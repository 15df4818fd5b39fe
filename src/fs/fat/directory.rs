//! ### FAT Directory Structures
//!
//! This module decodes the FAT directory.  The FAT itself is implemented in
//! `crate::bios::fat` and the BPB in `crate::bios::bpb`.
//!
//! A directory is a packed sequence of 32-byte entries.  A file with a long (VFAT)
//! name occupies several physical entries: the long-name fragments in reverse
//! logical order, then the short entry that owns the metadata.  `FileEntry` is the
//! grouping of 1..N raw entries that belong to one file.  A deleted entry always
//! stands alone, even if it originally belonged to a long-name cluster; that way a
//! partially reused group never poisons its neighbors.

use chrono::{NaiveDate,NaiveTime};
use log::warn;
use super::pack;

/// Size of a directory entry in bytes, always 32
pub const DIR_ENTRY_SIZE: usize = 32;
/// first name byte for a deleted entry
pub const DELETED: u8 = 0xe5;
/// first name byte indicating no more entries follow
pub const FREE_AND_NO_MORE: u8 = 0x00;

pub const READ_ONLY: u8 = 1;
pub const HIDDEN: u8 = 2;
pub const SYSTEM: u8 = 4;
pub const VOLUME_ID: u8 = 8;
pub const DIRECTORY: u8 = 16;
pub const ARCHIVE: u8 = 32;
pub const LONG_NAME: u8 = 15;

/// the sequence number's low 5 bits are the 1-based LFN index
const LFN_SEQ_MASK: u8 = 0x1f;
/// bit 6 marks the last physical LFN entry, which is the logical first
const LFN_LAST: u8 = 0x40;

/// Short 8.3 entry with all the metadata
#[derive(Clone)]
pub struct ShortEntry {
    deleted: bool,
    name: [u8;8],
    ext: [u8;3],
    attr: u8,
    tenths: u8,
    create_time: [u8;2],
    create_date: [u8;2],
    access_date: [u8;2],
    cluster_hi: [u8;2],
    write_time: [u8;2],
    write_date: [u8;2],
    cluster_lo: [u8;2],
    file_size: [u8;4]
}

/// Long filename fragment: 5+6+2 UCS-2 code units spread over the 32 bytes
#[derive(Clone)]
pub struct LongEntry {
    deleted: bool,
    sequence: u8,
    checksum: u8,
    fragment: String
}

/// One raw 32-byte directory entry, either a short entry or an LFN fragment
#[derive(Clone)]
pub enum DirEntry {
    Short(ShortEntry),
    Long(LongEntry)
}

impl ShortEntry {
    fn from_bytes(buf: &[u8]) -> Self {
        let mut name: [u8;8] = [0;8];
        name.copy_from_slice(&buf[0..8]);
        let mut ext: [u8;3] = [0;3];
        ext.copy_from_slice(&buf[8..11]);
        Self {
            deleted: buf[0]==DELETED,
            name,
            ext,
            attr: buf[11],
            tenths: buf[13],
            create_time: [buf[14],buf[15]],
            create_date: [buf[16],buf[17]],
            access_date: [buf[18],buf[19]],
            cluster_hi: [buf[20],buf[21]],
            write_time: [buf[22],buf[23]],
            write_date: [buf[24],buf[25]],
            cluster_lo: [buf[26],buf[27]],
            file_size: [buf[28],buf[29],buf[30],buf[31]]
        }
    }
    pub fn name(&self) -> String {
        pack::short_name_to_string(self.name,self.ext,self.deleted)
    }
    pub fn attributes(&self) -> u8 {
        self.attr
    }
    /// FAT32 keeps the start cluster's high word at offset 20
    pub fn start_cluster(&self) -> u64 {
        65536 * u16::from_le_bytes(self.cluster_hi) as u64 + u16::from_le_bytes(self.cluster_lo) as u64
    }
    pub fn file_size(&self) -> u64 {
        u32::from_le_bytes(self.file_size) as u64
    }
    pub fn create_date(&self) -> Option<NaiveDate> {
        pack::unpack_date(self.create_date)
    }
    pub fn create_time(&self) -> Option<NaiveTime> {
        pack::unpack_time(self.create_time,self.tenths)
    }
    pub fn access_date(&self) -> Option<NaiveDate> {
        pack::unpack_date(self.access_date)
    }
    pub fn modify_date(&self) -> Option<NaiveDate> {
        pack::unpack_date(self.write_date)
    }
    pub fn modify_time(&self) -> Option<NaiveTime> {
        pack::unpack_time(self.write_time,0)
    }
}

impl LongEntry {
    fn from_bytes(buf: &[u8]) -> Self {
        // name fragments live at 1..11, 14..26, 28..32
        let mut units: Vec<u16> = Vec::new();
        let ranges = [(1usize,11usize),(14,26),(28,32)];
        'outer: for (beg,end) in ranges {
            let mut i = beg;
            while i < end {
                let unit = u16::from_le_bytes([buf[i],buf[i+1]]);
                // stop at UCS-2 NUL or 0xFFFF padding
                if unit==0 || unit==0xffff {
                    break 'outer;
                }
                units.push(unit);
                i += 2;
            }
        }
        Self {
            deleted: buf[0]==DELETED,
            sequence: buf[0],
            checksum: buf[13],
            fragment: String::from_utf16_lossy(&units)
        }
    }
    /// 1-based position of this fragment in the logical name
    pub fn sequence_number(&self) -> u8 {
        self.sequence & LFN_SEQ_MASK
    }
    /// marks the last physical entry, which holds the end of the name
    pub fn is_last(&self) -> bool {
        self.sequence & LFN_LAST != 0
    }
    pub fn checksum(&self) -> u8 {
        self.checksum
    }
    pub fn fragment(&self) -> &str {
        &self.fragment
    }
}

impl DirEntry {
    /// Decode 32 bytes.  An attribute byte of 0x0F with a zero type byte marks
    /// a long filename fragment.
    pub fn from_bytes(buf: &[u8]) -> Self {
        if buf[11]==LONG_NAME && buf[12]==0 {
            Self::Long(LongEntry::from_bytes(buf))
        } else {
            Self::Short(ShortEntry::from_bytes(buf))
        }
    }
    pub fn is_long(&self) -> bool {
        matches!(self,Self::Long(_))
    }
    pub fn is_deleted(&self) -> bool {
        match self {
            Self::Short(e) => e.deleted,
            Self::Long(e) => e.deleted
        }
    }
}

/// Ordered collection of the raw entries belonging to one file: zero or more
/// long-name fragments followed by the short entry.  Deleted entries always
/// come through as single-entry groups.
pub struct FileEntry {
    entries: Vec<DirEntry>
}

impl FileEntry {
    /// Group raw entries starting at `offset` in the directory buffer.
    /// If the first entry is a live LFN fragment the scan continues until the
    /// short entry is found.  Returns an empty group at a terminator.
    pub fn parse(buffer: &[u8],offset: usize) -> Self {
        let mut entries: Vec<DirEntry> = Vec::new();
        if offset + DIR_ENTRY_SIZE > buffer.len() || buffer[offset]==FREE_AND_NO_MORE {
            return Self { entries };
        }
        let first = DirEntry::from_bytes(&buffer[offset..offset+DIR_ENTRY_SIZE]);
        if first.is_deleted() {
            entries.push(first);
            return Self { entries };
        }
        if first.is_long() {
            let mut curr = first;
            let mut oset = offset + DIR_ENTRY_SIZE;
            while curr.is_long() {
                entries.push(curr);
                if oset + DIR_ENTRY_SIZE > buffer.len() || buffer[oset]==FREE_AND_NO_MORE {
                    warn!("long name group ran into the directory terminator");
                    return Self { entries };
                }
                curr = DirEntry::from_bytes(&buffer[oset..oset+DIR_ENTRY_SIZE]);
                oset += DIR_ENTRY_SIZE;
            }
            entries.push(curr);
        } else {
            entries.push(first);
        }
        Self { entries }
    }
    /// number of raw entries in the group
    pub fn entries(&self) -> usize {
        self.entries.len()
    }
    pub fn is_empty(&self) -> bool {
        self.entries.is_empty()
    }
    pub fn is_deleted(&self) -> bool {
        match self.entries.first() {
            Some(e) => e.is_deleted(),
            None => false
        }
    }
    pub fn has_long_filename(&self) -> bool {
        match self.entries.first() {
            Some(e) => e.is_long(),
            None => false
        }
    }
    pub fn has_short_filename(&self) -> bool {
        match self.entries.last() {
            Some(e) => !e.is_long(),
            None => false
        }
    }
    fn short(&self) -> Option<&ShortEntry> {
        match self.entries.last() {
            Some(DirEntry::Short(e)) => Some(e),
            _ => None
        }
    }
    /// Reassemble the long name by ascending sequence number, which is the
    /// reverse of physical order.  A lone deleted fragment yields its own piece.
    pub fn long_filename(&self) -> Option<String> {
        if !self.has_long_filename() {
            return None;
        }
        if self.entries.len()==1 {
            if let Some(DirEntry::Long(e)) = self.entries.first() {
                return Some(e.fragment().to_string());
            }
        }
        let mut ans = String::new();
        for i in (0..self.entries.len()-1).rev() {
            if let DirEntry::Long(e) = &self.entries[i] {
                ans += e.fragment();
            }
        }
        Some(ans)
    }
    pub fn short_filename(&self) -> Option<String> {
        self.short().map(|e| e.name())
    }
    /// the best available name for display
    pub fn filename(&self) -> Option<String> {
        match self.long_filename() {
            Some(name) => Some(name),
            None => self.short_filename()
        }
    }
    pub fn attributes(&self) -> Option<u8> {
        self.short().map(|e| e.attributes())
    }
    fn test_attr(&self,mask: u8) -> bool {
        match self.attributes() {
            Some(attr) => attr & mask != 0,
            None => false
        }
    }
    pub fn read_only(&self) -> bool {
        self.test_attr(READ_ONLY)
    }
    pub fn hidden(&self) -> bool {
        self.test_attr(HIDDEN)
    }
    pub fn system(&self) -> bool {
        self.test_attr(SYSTEM)
    }
    pub fn volume_label(&self) -> bool {
        self.test_attr(VOLUME_ID)
    }
    pub fn directory(&self) -> bool {
        self.test_attr(DIRECTORY)
    }
    pub fn archive(&self) -> bool {
        self.test_attr(ARCHIVE)
    }
    pub fn start_cluster(&self) -> Option<u64> {
        self.short().map(|e| e.start_cluster())
    }
    pub fn file_size(&self) -> Option<u64> {
        self.short().map(|e| e.file_size())
    }
    pub fn create_date(&self) -> Option<NaiveDate> {
        self.short().and_then(|e| e.create_date())
    }
    pub fn create_time(&self) -> Option<NaiveTime> {
        self.short().and_then(|e| e.create_time())
    }
    pub fn access_date(&self) -> Option<NaiveDate> {
        self.short().and_then(|e| e.access_date())
    }
    pub fn modify_date(&self) -> Option<NaiveDate> {
        self.short().and_then(|e| e.modify_date())
    }
    pub fn modify_time(&self) -> Option<NaiveTime> {
        self.short().and_then(|e| e.modify_time())
    }
}

/// A directory as a collection of `FileEntry` groups, created from the
/// concatenation of all its clusters.
pub struct Directory {
    files: Vec<FileEntry>
}

impl Directory {
    /// Walk the buffer in 32-byte steps until the terminator or the end.
    pub fn from_bytes(buffer: &[u8]) -> Self {
        let mut files: Vec<FileEntry> = Vec::new();
        let mut offset = 0;
        while offset + DIR_ENTRY_SIZE <= buffer.len() {
            if buffer[offset]==FREE_AND_NO_MORE {
                break;
            }
            let fe = FileEntry::parse(buffer,offset);
            if fe.is_empty() {
                break;
            }
            offset += DIR_ENTRY_SIZE * fe.entries();
            files.push(fe);
        }
        Self { files }
    }
    pub fn entries(&self) -> usize {
        self.files.len()
    }
    pub fn entry(&self,idx: usize) -> Option<&FileEntry> {
        self.files.get(idx)
    }
    pub fn iter(&self) -> std::slice::Iter<'_,FileEntry> {
        self.files.iter()
    }
    /// the volume label entry, if this is a root directory carrying one
    pub fn find_label(&self) -> Option<&FileEntry> {
        self.files.iter().find(|f| f.volume_label() && !f.is_deleted())
    }
    /// deleted groups only, in physical order
    pub fn deleted_entries(&self) -> Vec<&FileEntry> {
        self.files.iter().filter(|f| f.is_deleted()).collect()
    }
}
################
> **WHAT TO WORK ON**
Reproduce only this range: the first line of the data above through the line with "a long (VFAT)", both included, exactly as written.

> **ANSWER SPACE**
repository 15df4818fd5b39fe
filename src/fs/fat/directory.rs
//! ### FAT Directory Structures
//!
//! This module decodes the FAT directory.  The FAT itself is implemented in
//! `crate::bios::fat` and the BPB in `crate::bios::bpb`.
//!
//! A directory is a packed sequence of 32-byte entries.  A file with a long (VFAT)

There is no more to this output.